Among the lines below, copy exactly those from the one with "Estimated result size" through the one with "configured; matches CPython.", counting both ends.
(Data to use)
use std::{
    fmt,
    time::{Duration, Instant},
};

use crate::exception_private::{ExcType, ExceptionRaise, RunError, SimpleException};

/// Estimated result size (bytes) above which operations call `check_large_result` first.
///
/// Stops things like `"x" * 10**10` or `2 ** 10**8` before the allocation happens.
pub const LARGE_RESULT_THRESHOLD: usize = 100_000;

/// Recursion limit used when none is configured; matches CPython.
pub const DEFAULT_MAX_RECURSION_DEPTH: usize = 1000;

/// Allocations between garbage collections when no interval is configured.
pub const DEFAULT_GC_INTERVAL: usize = 10_000;

/// Depth limit for recursive data operations (repr, equality, hashing) on nested containers.
///
/// Separate from the call-stack limit; lower in debug builds where native frames are larger.
#[cfg(debug_assertions)]
pub const MAX_DATA_RECURSION_DEPTH: u16 = 100;

#[cfg(not(debug_assertions))]
pub const MAX_DATA_RECURSION_DEPTH: u16 = 500;

/// A resource limit that was exceeded.
#[derive(Debug, Clone, PartialEq, Eq)]
pub enum ResourceError {
    Allocation { limit: usize, count: usize },
    Operation { limit: usize, count: usize },
    Time { limit: Duration, elapsed: Duration },
    Memory { limit: usize, used: usize },
    Recursion { limit: usize, depth: usize },
}

impl fmt::Display for ResourceError {
    fn fmt(&self, f: &mut fmt::Formatter<'_>) -> fmt::Result {
        match self {
            Self::Allocation { limit, count } => write!(f, "allocation limit exceeded: {count} > {limit}"),
            Self::Operation { limit, count } => write!(f, "operation limit exceeded: {count} > {limit}"),
            Self::Time { limit, elapsed } => write!(f, "time limit exceeded: {elapsed:?} > {limit:?}"),
            Self::Memory { limit, used } => write!(f, "memory limit exceeded: {used} bytes > {limit} bytes"),
            Self::Recursion { .. } => f.write_str("maximum recursion depth exceeded"),
        }
    }
}

impl std::error::Error for ResourceError {}

impl ResourceError {
    /// Maps the limit to the exception a program sees:
    /// allocation and memory limits raise `MemoryError`, operation and time limits
    /// `TimeoutError`, and the call depth limit `RecursionError`.
    pub(crate) fn into_exception(self) -> ExceptionRaise {
        let exc_type = match self {
            Self::Allocation { .. } | Self::Memory { .. } => ExcType::MemoryError,
            Self::Operation { .. } | Self::Time { .. } => ExcType::TimeoutError,
            Self::Recursion { .. } => ExcType::RecursionError,
        };
        SimpleException::new_msg(exc_type, self).into()
    }
}

impl From<ResourceError> for RunError {
    fn from(err: ResourceError) -> Self {
        // programs may catch RecursionError; the other limits must not be swallowed by `except:`
        if matches!(err, ResourceError::Recursion { .. }) {
            Self::Exc(Box::new(err.into_exception()))
        } else {
            Self::UncatchableExc(Box::new(err.into_exception()))
        }
    }
}

/// Tracks resource usage and decides when garbage collection runs.
///
/// The VM and heap are generic over this trait so [`NoLimitTracker`] costs nothing.
pub trait ResourceTracker: fmt::Debug {
    /// Called before each heap allocation; `get_size` is only evaluated if memory is tracked.
    fn on_allocate(&mut self, get_size: impl FnOnce() -> usize) -> Result<(), ResourceError>;

    /// Called when an existing container grows by one element.
    fn on_container_insert(&mut self) -> Result<(), ResourceError> {
        self.on_allocate(|| 0)
    }

    /// Called when the collector frees an object.
    fn on_free(&mut self, get_size: impl FnOnce() -> usize);

    /// Called once per dispatched instruction batch to enforce operation and time limits.
    fn check_time(&mut self) -> Result<(), ResourceError>;

    /// Called before pushing a frame; `current_depth` is the depth before the push.
    fn check_recursion_depth(&self, current_depth: usize) -> Result<(), ResourceError>;

    /// Called before operations whose result is estimated to exceed [`LARGE_RESULT_THRESHOLD`].
    fn check_large_result(&self, estimated_bytes: usize) -> Result<(), ResourceError>;

    /// Allocations between collection cycles.
    fn gc_interval(&self) -> usize {
        DEFAULT_GC_INTERVAL
    }
}

/// Enforces nothing except the default recursion depth.
#[derive(Debug, Clone, Copy, Default)]
pub struct NoLimitTracker;

impl ResourceTracker for NoLimitTracker {
    #[inline]
    fn on_allocate(&mut self, _get_size: impl FnOnce() -> usize) -> Result<(), ResourceError> {
        Ok(())
    }

    #[inline]
    fn on_container_insert(&mut self) -> Result<(), ResourceError> {
        Ok(())
    }

    #[inline]
    fn on_free(&mut self, _get_size: impl FnOnce() -> usize) {}

    #[inline]
    fn check_time(&mut self) -> Result<(), ResourceError> {
        Ok(())
    }

    #[inline]
    fn check_recursion_depth(&self, current_depth: usize) -> Result<(), ResourceError> {
        if current_depth >= DEFAULT_MAX_RECURSION_DEPTH {
            Err(ResourceError::Recursion {
                limit: DEFAULT_MAX_RECURSION_DEPTH,
                depth: current_depth + 1,
            })
        } else {
            Ok(())
        }
    }

    #[inline]
    fn check_large_result(&self, _estimated_bytes: usize) -> Result<(), ResourceError> {
        Ok(())
    }
}

/// Configurable limits; `None` disables a limit.
///
/// ```
/// use std::time::Duration;
/// use skein::ResourceLimits;
///
/// let limits = ResourceLimits::new()
///     .max_duration(Duration::from_secs(2))
///     .max_allocations(1_000_000);
/// assert_eq!(limits.max_recursion_depth, Some(1000));
/// ```
#[derive(Debug, Clone, Default, PartialEq, Eq, serde::Serialize, serde::Deserialize)]
pub struct ResourceLimits {
    /// Maximum number of dispatched instructions.
    pub max_operations: Option<usize>,
    /// Maximum number of heap allocations (including container growth).
    pub max_allocations: Option<usize>,
    pub max_duration: Option<Duration>,
    /// Approximate live heap size in bytes.
    pub max_memory: Option<usize>,
    /// Run the collector every N allocations.
    pub gc_interval: Option<usize>,
    pub max_recursion_depth: Option<usize>,
}

impl ResourceLimits {
    /// No limits except a recursion depth of 1000.
    #[must_use]
    pub fn new() -> Self {
        Self {
            max_recursion_depth: Some(DEFAULT_MAX_RECURSION_DEPTH),
            ..Default::default()
        }
    }

    #[must_use]
    pub fn max_allocations(mut self, limit: usize) -> Self {
        self.max_allocations = Some(limit);
        self
    }

    #[must_use]
    pub fn max_operations(mut self, limit: usize) -> Self {
        self.max_operations = Some(limit);
        self
    }

    #[must_use]
    pub fn max_duration(mut self, limit: Duration) -> Self {
        self.max_duration = Some(limit);
        self
    }

    #[must_use]
    pub fn max_memory(mut self, limit: usize) -> Self {
        self.max_memory = Some(limit);
        self
    }

    #[must_use]
    pub fn gc_interval(mut self, interval: usize) -> Self {
        self.gc_interval = Some(interval);
        self
    }

    #[must_use]
    pub fn max_recursion_depth(mut self, limit: Option<usize>) -> Self {
        self.max_recursion_depth = limit;
        self
    }
}

/// A tracker that enforces [`ResourceLimits`].
///
/// The clock starts when the tracker is created, so create it right before running.
#[derive(Debug)]
pub struct LimitedTracker {
    limits: ResourceLimits,
    start_time: Instant,
    allocation_count: usize,
    operation_count: usize,
    current_memory: usize,
}

impl LimitedTracker {
    #[must_use]
    pub fn new(limits: ResourceLimits) -> Self {
        Self {
            limits,
            start_time: Instant::now(),
            allocation_count: 0,
            operation_count: 0,
            current_memory: 0,
        }
    }

    #[must_use]
    pub fn allocation_count(&self) -> usize {
        self.allocation_count
    }

    #[must_use]
    pub fn current_memory(&self) -> usize {
        self.current_memory
    }

    #[must_use]
    pub fn elapsed(&self) -> Duration {
        self.start_time.elapsed()
    }

    fn check_allocation_count(&self) -> Result<(), ResourceError> {
        match self.limits.max_allocations {
            Some(max) if self.allocation_count >= max => Err(ResourceError::Allocation {
                limit: max,
                count: self.allocation_count + 1,
            }),
            _ => Ok(()),
        }
    }
}

impl ResourceTracker for LimitedTracker {
    fn on_allocate(&mut self, get_size: impl FnOnce() -> usize) -> Result<(), ResourceError> {
        self.check_allocation_count()?;
        let size = get_size();
        if let Some(max) = self.limits.max_memory {
            let new_memory = self.current_memory + size;
            if new_memory > max {
                return Err(ResourceError::Memory {
                    limit: max,
                    used: new_memory,
                });
            }
        }
        self.allocation_count += 1;
        self.current_memory += size;
        Ok(())
    }

    fn on_container_insert(&mut self) -> Result<(), ResourceError> {
        self.check_allocation_count()?;
        self.allocation_count += 1;
        Ok(())
    }

    fn on_free(&mut self, get_size: impl FnOnce() -> usize) {
        self.current_memory = self.current_memory.saturating_sub(get_size());
    }

    fn check_time(&mut self) -> Result<(), ResourceError> {
        if let Some(max) = self.limits.max_operations {
            self.operation_count += 1;
            if self.operation_count > max {
                return Err(ResourceError::Operation {
                    limit: max,
                    count: self.operation_count,
                });
            }
        }
        if let Some(max) = self.limits.max_duration {
            let elapsed = self.start_time.elapsed();
            if elapsed > max {
                return Err(ResourceError::Time { limit: max, elapsed });
            }
        }
        Ok(())
    }

    fn check_recursion_depth(&self, current_depth: usize) -> Result<(), ResourceError> {
        match self.limits.max_recursion_depth {
            Some(max) if current_depth >= max => Err(ResourceError::Recursion {
                limit: max,
                depth: current_depth + 1,
            }),
            _ => Ok(()),
        }
    }

    fn check_large_result(&self, estimated_bytes: usize) -> Result<(), ResourceError> {
        if let Some(max) = self.limits.max_memory {
            let new_memory = self.current_memory.saturating_add(estimated_bytes);
            if new_memory > max {
                return Err(ResourceError::Memory {
                    limit: max,
                    used: new_memory,
                });
            }
        }
        Ok(())
    }

    fn gc_interval(&self) -> usize {
        self.limits.gc_interval.unwrap_or(DEFAULT_GC_INTERVAL)
    }
}

#[cfg(test)]
mod tests {
    use super::*;

    #[test]
    fn allocation_limit() {
        let mut tracker = LimitedTracker::new(ResourceLimits::new().max_allocations(2));
        assert!(tracker.on_allocate(|| 8).is_ok());
        assert!(tracker.on_container_insert().is_ok());
        assert_eq!(
            tracker.on_allocate(|| 8),
            Err(ResourceError::Allocation { limit: 2, count: 3 })
        );
    }

    #[test]
    fn memory_is_released_on_free() {
        let mut tracker = LimitedTracker::new(ResourceLimits::new().max_memory(100));
        tracker.on_allocate(|| 80).unwrap();
        assert!(tracker.on_allocate(|| 30).is_err());
        tracker.on_free(|| 50);
        assert!(tracker.on_allocate(|| 30).is_ok());
        assert_eq!(tracker.current_memory(), 60);
    }

    #[test]
    fn recursion_error_is_catchable() {
        let err: RunError = ResourceError::Recursion { limit: 10, depth: 11 }.into();
        assert!(matches!(err, RunError::Exc(_)));
        let err: RunError = ResourceError::Operation { limit: 1, count: 2 }.into();
        assert!(matches!(err, RunError::UncatchableExc(_)));
    }

    #[test]
    fn operation_limit() {
        let mut tracker = LimitedTracker::new(ResourceLimits::new().max_operations(3));
        for _ in 0..3 {
            tracker.check_time().unwrap();
        }
        assert!(matches!(tracker.check_time(), Err(ResourceError::Operation { .. })));
    }
}
//! AST to bytecode compiler.
//!
//! One [`Compiler`] produces one [`Code`]; nested functions, classes and comprehensions get
//! their own compiler and end up in the parent's `children`.
//!
//! Structured control flow (`try`, `with`, loops) is tracked on a block stack. A `return`,
//! `break` or `continue` that leaves blocks emits each block's cleanup inline, innermost first.
//! Protected ranges are recorded as segments: the segment is closed while cleanup code runs so
//! that an exception raised by, say, an inlined `finally` body is not caught by the very block
//! it is cleaning up.

use std::rc::Rc;

use super::{
    builder::{CodeBuilder, CodeHeader, JumpLabel},
    code::{Code, CodeKind, Const, Signature},
    op::{FORMAT_HAS_SPEC, MAKE_FUNCTION_CLOSURE, MAKE_FUNCTION_DEFAULTS, MAKE_FUNCTION_KW_DEFAULTS, Opcode},
};
use crate::{
    expressions::{
        Arg, BoolOperator, ClassDef, CmpOperator, Comprehension, ComprehensionKind, DictItem, Expr, ExprLoc,
        FunctionDef, Identifier, ImportNames, Literal, MatchCase, Module, NameScope, Node, Pattern, ScopeInfo, ScopeKind, Stmt,
        Target, Try, UnaryOperator, WithItem,
    },
    fstring::{Conversion, FStringPart},
    intern::{Interns, StaticStrings, StringId},
    parse::{CodeRange, ParseError, ParseResult},
};

/// Compiles a resolved module into its top-level code object.
///
/// The module code returns the value of a trailing expression statement, or `None`.
pub(crate) fn compile_module(module: &Module, interns: &mut Interns, source_id: u16) -> ParseResult<Code> {
    let mut compiler = Compiler::new(interns, &module.scope, String::new(), source_id);
    let (last, init) = match module.body.split_last() {
        Some((last, init)) if matches!(last.node, Node::Expr(_)) => (Some(last), init),
        _ => (None, module.body.as_slice()),
    };
    compiler.compile_body(init)?;
    if let Some(Stmt {
        node: Node::Expr(expr),
        position,
    }) = last
    {
        compiler.builder.set_location(*position);
        compiler.compile_expr(expr)?;
    } else {
        compiler.builder.emit(Opcode::LoadNone);
    }
    compiler.builder.emit(Opcode::Return);
    Ok(compiler.finish(CodeShape {
        name: StaticStrings::Module.id(),
        kind: CodeKind::Module,
        signature: Signature::default(),
        first_line: 1,
    }))
}

pub(crate) struct Compiler<'a> {
    interns: &'a mut Interns,
    builder: CodeBuilder,
    scope: &'a ScopeInfo,
    children: Vec<Rc<Code>>,
    blocks: Vec<Block<'a>>,
    qualname: String,
    source_id: u16,
    /// Names captured by the pattern being compiled, indexed by capture slot.
    captures: Vec<&'a Identifier>,
}

struct CodeShape {
    name: StringId,
    kind: CodeKind,
    signature: Signature,
    first_line: u32,
}

struct Block<'a> {
    kind: BlockKind<'a>,
    region: Option<Region>,
}

enum BlockKind<'a> {
    Loop {
        continue_target: usize,
        breaks: Vec<JumpLabel>,
        /// A `for` loop keeps its iterator on the stack.
        is_for: bool,
    },
    /// Body of a `try` with `except` clauses.
    TryExcept,
    /// Body (and handlers) of a `try` with a `finally`; the statements are inlined on exit.
    Finally(&'a [Stmt]),
    /// Body of a `with`; the exit callable is on the stack.
    With,
    /// An `except` clause body; the previously handled exception is on the stack.
    ExceptHandler,
    /// A `finally` body running because of an exception; `[previous, exc]` are on the stack.
    FinallyHandler,
    /// A `finally` body inlined by `return`; the value being returned is on the stack.
    PendingValue,
}

/// A protected bytecode range, possibly split into several segments.
struct Region {
    segment_start: usize,
    segments: Vec<(usize, usize)>,
    depth: u16,
}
(End Data to use)
Response below:
/// Estimated result size (bytes) above which operations call `check_large_result` first.
///
/// Stops things like `"x" * 10**10` or `2 ** 10**8` before the allocation happens.
pub const LARGE_RESULT_THRESHOLD: usize = 100_000;

/// Recursion limit used when none is configured; matches CPython.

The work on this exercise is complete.